→ **TASK BRIEF**:
The records that follow must be transcribed in full, without any change.

=== Begin Enclosure ===

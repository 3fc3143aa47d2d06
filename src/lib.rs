//! Running and cycling workouts pinned to map coordinates.
//!
//! [`app::App`] is the controller; the host supplies a [`host::Ui`], a
//! [`host::Geolocation`] and a [`storage::Storage`] slot that the whole
//! collection is mirrored into after every change.

pub mod app;
pub mod cli;
pub mod error;
pub mod host;
pub mod mirror;
pub mod render;
pub mod storage;
pub mod terminal;
pub mod types;
pub mod utils;
pub mod workout;
use tracing_subscriber::{EnvFilter, fmt};

#[macro_export]
macro_rules! dlog {
    ($($arg:tt)*) => {
        tracing::debug!($($arg)*);
    };
}

/// Initialize colorful logging.
///
/// Default level is INFO.
/// - `-v` => DEBUG
/// - `-vv` => TRACE
/// - `-q` => WARN
/// - `-qq` => ERROR
///
/// `RUST_LOG` overrides everything (e.g. `RUST_LOG=trace`).
pub fn init_logging(verbose: u8, quiet: u8) {
    let net = i16::from(verbose) - i16::from(quiet);
    let level = match net {
        i16::MIN..=-2 => "error",
        -1 => "warn",
        0 => "info",
        1 => "debug",
        2..=i16::MAX => "trace",
    };

    let filter = EnvFilter::try_from_default_env()
        .unwrap_or_else(|_| EnvFilter::new(format!("warn,mapty={level}")));

    let show_src = matches!(level, "debug" | "trace");

    fmt()
        .with_env_filter(filter)
        .with_writer(std::io::stderr)
        .with_ansi(true)
        .with_timer(tracing_subscriber::fmt::time::ChronoLocal::rfc_3339())
        .with_target(true)
        .with_level(true)
        .with_file(show_src)
        .with_line_number(show_src)
        .compact()
        .init();
}

/// Numeric coercion of a form field: blank is 0, anything unparsable is NaN.
pub fn parse_number(raw: &str) -> f64 {
    let s = raw.trim();
    if s.is_empty() {
        return 0.0;
    }
    match s {
        "Infinity" | "+Infinity" => return f64::INFINITY,
        "-Infinity" => return f64::NEG_INFINITY,
        _ => {}
    }
    // Rust also accepts "inf" and "nan", which a browser would not.
    if s.bytes().any(|b| b.is_ascii_alphabetic() && !matches!(b, b'e' | b'E')) {
        return f64::NAN;
    }
    s.parse::<f64>().unwrap_or(f64::NAN)
}

/// Shortest round-trip rendering, with `Infinity`/`NaN` spelled out.
pub fn format_number(v: f64) -> String {
    if v.is_finite() {
        format!("{v}")
    } else {
        non_finite(v).to_string()
    }
}

/// One decimal place, with `Infinity`/`NaN` spelled out.
pub fn format_fixed1(v: f64) -> String {
    if v.is_finite() {
        format!("{v:.1}")
    } else {
        non_finite(v).to_string()
    }
}

fn non_finite(v: f64) -> &'static str {
    if v.is_nan() {
        "NaN"
    } else if v.is_sign_positive() {
        "Infinity"
    } else {
        "-Infinity"
    }
}
use crate::types::{Coords, Metrics, Workout, WorkoutKind};
use chrono::{DateTime, Local};
use uuid::Uuid;

/// `"running on March 5"`. Month names are always English.
pub fn describe(kind: WorkoutKind, date: &DateTime<Local>) -> String {
    format!("{kind} on {}", date.format("%B %-d"))
}

/// Fresh identifier for a new workout.
pub fn new_id() -> String {
    Uuid::new_v4().to_string()
}

impl Workout {
    /// Builds a workout of the given kind; `metric` is cadence for running and
    /// elevation gain for cycling.
    pub fn new(
        kind: WorkoutKind,
        coords: Coords,
        distance: f64,
        duration: f64,
        metric: f64,
        date: DateTime<Local>,
    ) -> Self {
        match kind {
            WorkoutKind::Running => Self::running(coords, distance, duration, metric, date),
            WorkoutKind::Cycling => Self::cycling(coords, distance, duration, metric, date),
        }
    }

    pub fn running(
        coords: Coords,
        distance: f64,
        duration: f64,
        cadence: f64,
        date: DateTime<Local>,
    ) -> Self {
        let metrics = Metrics::Running {
            cadence,
            pace: duration / distance,
        };
        Self::build(coords, distance, duration, metrics, date)
    }

    pub fn cycling(
        coords: Coords,
        distance: f64,
        duration: f64,
        elevation_gain: f64,
        date: DateTime<Local>,
    ) -> Self {
        let metrics = Metrics::Cycling {
            elevation_gain,
            speed: distance / (duration / 60.0),
        };
        Self::build(coords, distance, duration, metrics, date)
    }

    fn build(
        coords: Coords,
        distance: f64,
        duration: f64,
        metrics: Metrics,
        date: DateTime<Local>,
    ) -> Self {
        let description = describe(metrics.kind(), &date);
        Self {
            id: new_id(),
            date: Some(date),
            clicks: 0,
            coords,
            distance,
            duration,
            metrics,
            description,
        }
    }

    pub const fn kind(&self) -> WorkoutKind {
        self.metrics.kind()
    }

    pub const fn pace(&self) -> Option<f64> {
        match self.metrics {
            Metrics::Running { pace, .. } => Some(pace),
            Metrics::Cycling { .. } => None,
        }
    }

    pub const fn speed(&self) -> Option<f64> {
        match self.metrics {
            Metrics::Cycling { speed, .. } => Some(speed),
            Metrics::Running { .. } => None,
        }
    }

    pub const fn cadence(&self) -> Option<f64> {
        match self.metrics {
            Metrics::Running { cadence, .. } => Some(cadence),
            Metrics::Cycling { .. } => None,
        }
    }

    pub const fn elevation_gain(&self) -> Option<f64> {
        match self.metrics {
            Metrics::Cycling { elevation_gain, .. } => Some(elevation_gain),
            Metrics::Running { .. } => None,
        }
    }
}

impl Metrics {
    pub const fn kind(&self) -> WorkoutKind {
        match self {
            Self::Running { .. } => WorkoutKind::Running,
            Self::Cycling { .. } => WorkoutKind::Cycling,
        }
    }
}
#![deny(warnings, clippy::all, clippy::pedantic, clippy::nursery)]

use anyhow::Result;
use clap::Parser;
use mapty::{
    app::{App, FormInput},
    cli,
    host::FixedPosition,
    storage::SqliteStorage,
    terminal::TerminalUi,
    utils,
};
use std::io;

#[macro_use]
extern crate mapty;

fn main() -> Result<()> {
    let cli = cli::Cli::parse();
    utils::init_logging(cli.verbose, cli.quiet);

    let storage = SqliteStorage::open(&cli.db)?;
    dlog!("db={} home={:?} zoom={}", cli.db.display(), cli.home, cli.zoom);

    let ui = TerminalUi::new(io::stdout().lock());
    let mut app = App::new(storage, ui, cli.config());
    app.start(&mut FixedPosition(cli.home));

    match cli.cmd {
        None | Some(cli::Cmd::List) => {}
        Some(cli::Cmd::Add {
            kind,
            at,
            distance,
            duration,
            cadence,
            elevation,
        }) => {
            if !app.map_loaded() {
                anyhow::bail!("map is not loaded; pass --home LAT,LNG");
            }
            app.map_click(at);
            app.kind_changed(kind);

            let form = FormInput {
                kind,
                distance,
                duration,
                cadence,
                elevation,
            };
            if app.submit(&form)?.is_none() {
                let reason = app
                    .ui()
                    .alerts()
                    .last()
                    .cloned()
                    .unwrap_or_else(|| "workout not created".to_string());
                anyhow::bail!(reason);
            }
        }
        Some(cli::Cmd::Show { id }) => {
            if !app.list_click(&id) {
                anyhow::bail!("no workout with id {id} on a loaded map");
            }
        }
    }

    Ok(())
}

=== End Enclosure ===

→ **RESULT FOR THIS EXERCISE**:
repository 3fc3143aa47d2d06
filename src/lib.rs
//! Running and cycling workouts pinned to map coordinates.
//!
//! [`app::App`] is the controller; the host supplies a [`host::Ui`], a
//! [`host::Geolocation`] and a [`storage::Storage`] slot that the whole
//! collection is mirrored into after every change.

pub mod app;
pub mod cli;
pub mod error;
pub mod host;
pub mod mirror;
pub mod render;
pub mod storage;
pub mod terminal;
pub mod types;
pub mod utils;
pub mod workout;
use tracing_subscriber::{EnvFilter, fmt};

#[macro_export]
macro_rules! dlog {
    ($($arg:tt)*) => {
        tracing::debug!($($arg)*);
    };
}

/// Initialize colorful logging.
///
/// Default level is INFO.
/// - `-v` => DEBUG
/// - `-vv` => TRACE
/// - `-q` => WARN
/// - `-qq` => ERROR
///
/// `RUST_LOG` overrides everything (e.g. `RUST_LOG=trace`).
pub fn init_logging(verbose: u8, quiet: u8) {
    let net = i16::from(verbose) - i16::from(quiet);
    let level = match net {
        i16::MIN..=-2 => "error",
        -1 => "warn",
        0 => "info",
        1 => "debug",
        2..=i16::MAX => "trace",
    };

    let filter = EnvFilter::try_from_default_env()
        .unwrap_or_else(|_| EnvFilter::new(format!("warn,mapty={level}")));

    let show_src = matches!(level, "debug" | "trace");

    fmt()
        .with_env_filter(filter)
        .with_writer(std::io::stderr)
        .with_ansi(true)
        .with_timer(tracing_subscriber::fmt::time::ChronoLocal::rfc_3339())
        .with_target(true)
        .with_level(true)
        .with_file(show_src)
        .with_line_number(show_src)
        .compact()
        .init();
}

/// Numeric coercion of a form field: blank is 0, anything unparsable is NaN.
pub fn parse_number(raw: &str) -> f64 {
    let s = raw.trim();
    if s.is_empty() {
        return 0.0;
    }
    match s {
        "Infinity" | "+Infinity" => return f64::INFINITY,
        "-Infinity" => return f64::NEG_INFINITY,
        _ => {}
    }
    // Rust also accepts "inf" and "nan", which a browser would not.
    if s.bytes().any(|b| b.is_ascii_alphabetic() && !matches!(b, b'e' | b'E')) {
        return f64::NAN;
    }
    s.parse::<f64>().unwrap_or(f64::NAN)
}

/// Shortest round-trip rendering, with `Infinity`/`NaN` spelled out.
pub fn format_number(v: f64) -> String {
    if v.is_finite() {
        format!("{v}")
    } else {
        non_finite(v).to_string()
    }
}

/// One decimal place, with `Infinity`/`NaN` spelled out.
pub fn format_fixed1(v: f64) -> String {
    if v.is_finite() {
        format!("{v:.1}")
    } else {
        non_finite(v).to_string()
    }
}

fn non_finite(v: f64) -> &'static str {
    if v.is_nan() {
        "NaN"
    } else if v.is_sign_positive() {
        "Infinity"
    } else {
        "-Infinity"
    }
}
use crate::types::{Coords, Metrics, Workout, WorkoutKind};
use chrono::{DateTime, Local};
use uuid::Uuid;

/// `"running on March 5"`. Month names are always English.
pub fn describe(kind: WorkoutKind, date: &DateTime<Local>) -> String {
    format!("{kind} on {}", date.format("%B %-d"))
}

/// Fresh identifier for a new workout.
pub fn new_id() -> String {
    Uuid::new_v4().to_string()
}

impl Workout {
    /// Builds a workout of the given kind; `metric` is cadence for running and
    /// elevation gain for cycling.
    pub fn new(
        kind: WorkoutKind,
        coords: Coords,
        distance: f64,
        duration: f64,
        metric: f64,
        date: DateTime<Local>,
    ) -> Self {
        match kind {
            WorkoutKind::Running => Self::running(coords, distance, duration, metric, date),
            WorkoutKind::Cycling => Self::cycling(coords, distance, duration, metric, date),
        }
    }

    pub fn running(
        coords: Coords,
        distance: f64,
        duration: f64,
        cadence: f64,
        date: DateTime<Local>,
    ) -> Self {
        let metrics = Metrics::Running {
            cadence,
            pace: duration / distance,
        };
        Self::build(coords, distance, duration, metrics, date)
    }

    pub fn cycling(
        coords: Coords,
        distance: f64,
        duration: f64,
        elevation_gain: f64,
        date: DateTime<Local>,
    ) -> Self {
        let metrics = Metrics::Cycling {
            elevation_gain,
            speed: distance / (duration / 60.0),
        };
        Self::build(coords, distance, duration, metrics, date)
    }

    fn build(
        coords: Coords,
        distance: f64,
        duration: f64,
        metrics: Metrics,
        date: DateTime<Local>,
    ) -> Self {
        let description = describe(metrics.kind(), &date);
        Self {
            id: new_id(),
            date: Some(date),
            clicks: 0,
            coords,
            distance,
            duration,
            metrics,
            description,
        }
    }

    pub const fn kind(&self) -> WorkoutKind {
        self.metrics.kind()
    }

    pub const fn pace(&self) -> Option<f64> {
        match self.metrics {
            Metrics::Running { pace, .. } => Some(pace),
            Metrics::Cycling { .. } => None,
        }
    }

    pub const fn speed(&self) -> Option<f64> {
        match self.metrics {
            Metrics::Cycling { speed, .. } => Some(speed),
            Metrics::Running { .. } => None,
        }
    }

    pub const fn cadence(&self) -> Option<f64> {
        match self.metrics {
            Metrics::Running { cadence, .. } => Some(cadence),
            Metrics::Cycling { .. } => None,
        }
    }

    pub const fn elevation_gain(&self) -> Option<f64> {
        match self.metrics {
            Metrics::Cycling { elevation_gain, .. } => Some(elevation_gain),
            Metrics::Running { .. } => None,
        }
    }
}

impl Metrics {
    pub const fn kind(&self) -> WorkoutKind {
        match self {
            Self::Running { .. } => WorkoutKind::Running,
            Self::Cycling { .. } => WorkoutKind::Cycling,
        }
    }
}
#![deny(warnings, clippy::all, clippy::pedantic, clippy::nursery)]

use anyhow::Result;
use clap::Parser;
use mapty::{
    app::{App, FormInput},
    cli,
    host::FixedPosition,
    storage::SqliteStorage,
    terminal::TerminalUi,
    utils,
};
use std::io;

#[macro_use]
extern crate mapty;

fn main() -> Result<()> {
    let cli = cli::Cli::parse();
    utils::init_logging(cli.verbose, cli.quiet);

    let storage = SqliteStorage::open(&cli.db)?;
    dlog!("db={} home={:?} zoom={}", cli.db.display(), cli.home, cli.zoom);

    let ui = TerminalUi::new(io::stdout().lock());
    let mut app = App::new(storage, ui, cli.config());
    app.start(&mut FixedPosition(cli.home));

    match cli.cmd {
        None | Some(cli::Cmd::List) => {}
        Some(cli::Cmd::Add {
            kind,
            at,
            distance,
            duration,
            cadence,
            elevation,
        }) => {
            if !app.map_loaded() {
                anyhow::bail!("map is not loaded; pass --home LAT,LNG");
            }
            app.map_click(at);
            app.kind_changed(kind);

            let form = FormInput {
                kind,
                distance,
                duration,
                cadence,
                elevation,
            };
            if app.submit(&form)?.is_none() {
                let reason = app
                    .ui()
                    .alerts()
                    .last()
                    .cloned()
                    .unwrap_or_else(|| "workout not created".to_string());
                anyhow::bail!(reason);
            }
        }
        Some(cli::Cmd::Show { id }) => {
            if !app.list_click(&id) {
                anyhow::bail!("no workout with id {id} on a loaded map");
            }
        }
    }

    Ok(())
}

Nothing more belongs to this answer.